▶ **Exercise**
Below are some records; work out how many of their lines contain "Future" and give the number only.

Stored data:
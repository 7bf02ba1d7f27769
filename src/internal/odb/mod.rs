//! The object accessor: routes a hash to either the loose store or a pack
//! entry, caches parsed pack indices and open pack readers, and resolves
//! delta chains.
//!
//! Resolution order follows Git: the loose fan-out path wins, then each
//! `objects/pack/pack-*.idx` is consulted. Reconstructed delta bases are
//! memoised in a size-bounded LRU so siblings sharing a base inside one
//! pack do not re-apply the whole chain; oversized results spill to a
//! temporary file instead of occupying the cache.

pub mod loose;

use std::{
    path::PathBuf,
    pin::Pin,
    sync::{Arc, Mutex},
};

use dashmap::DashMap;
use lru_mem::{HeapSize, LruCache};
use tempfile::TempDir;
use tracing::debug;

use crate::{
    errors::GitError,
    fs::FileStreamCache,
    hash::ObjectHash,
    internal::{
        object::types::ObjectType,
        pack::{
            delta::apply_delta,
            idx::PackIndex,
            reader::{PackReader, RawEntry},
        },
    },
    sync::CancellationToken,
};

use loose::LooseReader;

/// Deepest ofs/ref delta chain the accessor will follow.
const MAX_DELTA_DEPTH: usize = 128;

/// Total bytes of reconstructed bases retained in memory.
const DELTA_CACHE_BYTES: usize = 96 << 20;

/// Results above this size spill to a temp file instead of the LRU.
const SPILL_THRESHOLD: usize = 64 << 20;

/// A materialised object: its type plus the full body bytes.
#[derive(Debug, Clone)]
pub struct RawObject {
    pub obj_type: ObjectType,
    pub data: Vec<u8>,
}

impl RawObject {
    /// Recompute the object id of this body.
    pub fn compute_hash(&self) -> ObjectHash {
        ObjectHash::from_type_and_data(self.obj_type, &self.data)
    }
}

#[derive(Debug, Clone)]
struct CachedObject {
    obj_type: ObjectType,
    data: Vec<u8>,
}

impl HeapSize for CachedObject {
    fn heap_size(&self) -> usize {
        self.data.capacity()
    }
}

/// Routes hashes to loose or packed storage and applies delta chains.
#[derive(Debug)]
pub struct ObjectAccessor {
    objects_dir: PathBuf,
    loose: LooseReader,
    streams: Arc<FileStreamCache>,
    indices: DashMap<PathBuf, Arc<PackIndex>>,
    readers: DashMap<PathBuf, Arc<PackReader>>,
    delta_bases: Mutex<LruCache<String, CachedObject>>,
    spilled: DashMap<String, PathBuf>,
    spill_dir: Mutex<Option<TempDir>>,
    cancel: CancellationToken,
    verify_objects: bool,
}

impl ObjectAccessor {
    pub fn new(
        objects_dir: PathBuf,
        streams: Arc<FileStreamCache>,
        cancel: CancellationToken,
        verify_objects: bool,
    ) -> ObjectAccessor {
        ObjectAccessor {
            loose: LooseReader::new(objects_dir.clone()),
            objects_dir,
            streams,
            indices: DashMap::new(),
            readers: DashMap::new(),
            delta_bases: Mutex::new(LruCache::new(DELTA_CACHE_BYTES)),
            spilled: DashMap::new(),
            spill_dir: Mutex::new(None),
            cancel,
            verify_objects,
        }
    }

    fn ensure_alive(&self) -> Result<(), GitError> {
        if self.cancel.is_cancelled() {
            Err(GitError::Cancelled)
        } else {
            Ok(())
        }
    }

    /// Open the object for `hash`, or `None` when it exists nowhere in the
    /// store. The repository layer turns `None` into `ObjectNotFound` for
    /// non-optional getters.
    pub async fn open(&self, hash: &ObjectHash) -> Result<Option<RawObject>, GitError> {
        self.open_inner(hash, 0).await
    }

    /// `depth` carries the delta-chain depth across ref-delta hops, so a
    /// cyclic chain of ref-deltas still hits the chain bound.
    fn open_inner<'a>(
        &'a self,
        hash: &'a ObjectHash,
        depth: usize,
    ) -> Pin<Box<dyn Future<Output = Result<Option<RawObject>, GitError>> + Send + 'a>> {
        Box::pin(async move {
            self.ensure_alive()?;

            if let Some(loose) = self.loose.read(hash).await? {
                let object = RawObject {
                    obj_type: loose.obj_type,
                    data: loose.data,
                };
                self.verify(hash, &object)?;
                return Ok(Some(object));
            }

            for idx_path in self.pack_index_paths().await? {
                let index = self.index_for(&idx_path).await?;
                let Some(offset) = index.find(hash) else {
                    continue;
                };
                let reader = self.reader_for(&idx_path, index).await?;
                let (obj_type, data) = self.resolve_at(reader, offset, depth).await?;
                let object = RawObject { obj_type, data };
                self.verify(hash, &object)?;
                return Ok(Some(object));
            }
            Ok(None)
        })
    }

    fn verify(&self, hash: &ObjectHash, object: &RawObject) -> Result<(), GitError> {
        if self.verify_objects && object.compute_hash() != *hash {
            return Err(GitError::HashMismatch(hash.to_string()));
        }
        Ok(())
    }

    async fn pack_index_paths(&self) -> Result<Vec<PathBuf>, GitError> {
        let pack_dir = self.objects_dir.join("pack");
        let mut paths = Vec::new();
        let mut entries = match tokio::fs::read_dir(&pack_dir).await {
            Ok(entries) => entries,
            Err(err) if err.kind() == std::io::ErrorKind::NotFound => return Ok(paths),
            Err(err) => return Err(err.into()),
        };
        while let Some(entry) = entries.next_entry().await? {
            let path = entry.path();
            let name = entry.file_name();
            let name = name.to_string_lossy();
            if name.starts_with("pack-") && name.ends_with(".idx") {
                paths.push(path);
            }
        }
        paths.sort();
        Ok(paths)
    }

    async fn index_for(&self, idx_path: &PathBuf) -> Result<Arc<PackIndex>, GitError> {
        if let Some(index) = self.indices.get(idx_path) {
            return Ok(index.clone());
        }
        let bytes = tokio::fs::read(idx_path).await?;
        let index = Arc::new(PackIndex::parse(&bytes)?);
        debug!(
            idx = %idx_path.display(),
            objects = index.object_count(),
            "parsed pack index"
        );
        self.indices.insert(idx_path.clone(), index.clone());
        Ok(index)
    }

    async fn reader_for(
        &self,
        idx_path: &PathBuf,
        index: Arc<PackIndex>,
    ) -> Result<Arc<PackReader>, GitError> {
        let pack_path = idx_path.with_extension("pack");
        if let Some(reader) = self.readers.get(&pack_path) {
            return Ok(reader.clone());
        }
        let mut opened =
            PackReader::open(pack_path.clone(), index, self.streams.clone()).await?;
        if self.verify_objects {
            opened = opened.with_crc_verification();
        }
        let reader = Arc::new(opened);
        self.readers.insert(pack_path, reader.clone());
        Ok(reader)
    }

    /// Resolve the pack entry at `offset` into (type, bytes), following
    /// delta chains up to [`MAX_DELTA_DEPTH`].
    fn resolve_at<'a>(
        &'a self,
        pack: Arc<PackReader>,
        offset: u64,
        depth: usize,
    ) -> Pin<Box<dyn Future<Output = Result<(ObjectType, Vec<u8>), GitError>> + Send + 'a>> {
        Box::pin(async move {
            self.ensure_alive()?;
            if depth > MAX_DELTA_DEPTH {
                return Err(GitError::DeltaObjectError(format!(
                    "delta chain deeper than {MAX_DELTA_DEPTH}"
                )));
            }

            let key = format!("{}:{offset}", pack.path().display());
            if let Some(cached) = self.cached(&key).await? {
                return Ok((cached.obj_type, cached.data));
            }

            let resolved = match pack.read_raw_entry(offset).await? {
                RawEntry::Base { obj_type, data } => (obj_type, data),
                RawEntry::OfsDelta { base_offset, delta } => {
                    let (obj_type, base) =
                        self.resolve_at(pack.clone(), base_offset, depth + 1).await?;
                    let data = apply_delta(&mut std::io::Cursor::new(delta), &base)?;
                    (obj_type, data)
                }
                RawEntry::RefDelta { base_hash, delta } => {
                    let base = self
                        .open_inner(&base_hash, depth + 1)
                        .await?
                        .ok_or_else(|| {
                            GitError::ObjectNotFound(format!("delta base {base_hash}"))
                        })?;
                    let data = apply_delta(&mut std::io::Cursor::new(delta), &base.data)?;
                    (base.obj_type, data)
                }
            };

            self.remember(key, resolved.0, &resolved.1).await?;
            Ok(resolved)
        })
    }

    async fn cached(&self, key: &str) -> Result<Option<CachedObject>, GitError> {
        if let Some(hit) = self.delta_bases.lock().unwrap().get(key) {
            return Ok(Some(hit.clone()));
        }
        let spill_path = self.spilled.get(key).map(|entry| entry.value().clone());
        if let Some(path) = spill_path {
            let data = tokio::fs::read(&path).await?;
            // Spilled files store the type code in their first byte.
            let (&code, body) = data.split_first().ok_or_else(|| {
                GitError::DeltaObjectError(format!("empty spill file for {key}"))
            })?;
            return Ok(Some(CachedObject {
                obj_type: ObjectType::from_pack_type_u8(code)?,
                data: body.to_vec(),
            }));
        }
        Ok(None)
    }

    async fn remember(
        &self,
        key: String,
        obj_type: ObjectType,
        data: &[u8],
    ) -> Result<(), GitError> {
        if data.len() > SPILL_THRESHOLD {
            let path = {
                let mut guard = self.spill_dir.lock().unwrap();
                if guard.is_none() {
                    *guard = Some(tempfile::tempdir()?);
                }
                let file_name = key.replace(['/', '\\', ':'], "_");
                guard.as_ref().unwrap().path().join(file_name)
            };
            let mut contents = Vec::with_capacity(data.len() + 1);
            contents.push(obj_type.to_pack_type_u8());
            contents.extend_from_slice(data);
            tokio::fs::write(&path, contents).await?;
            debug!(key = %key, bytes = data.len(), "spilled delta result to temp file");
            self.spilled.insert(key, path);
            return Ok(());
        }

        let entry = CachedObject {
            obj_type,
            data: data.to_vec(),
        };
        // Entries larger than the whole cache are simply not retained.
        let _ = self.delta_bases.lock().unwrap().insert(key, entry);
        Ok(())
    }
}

▶ **Exercise solution**
2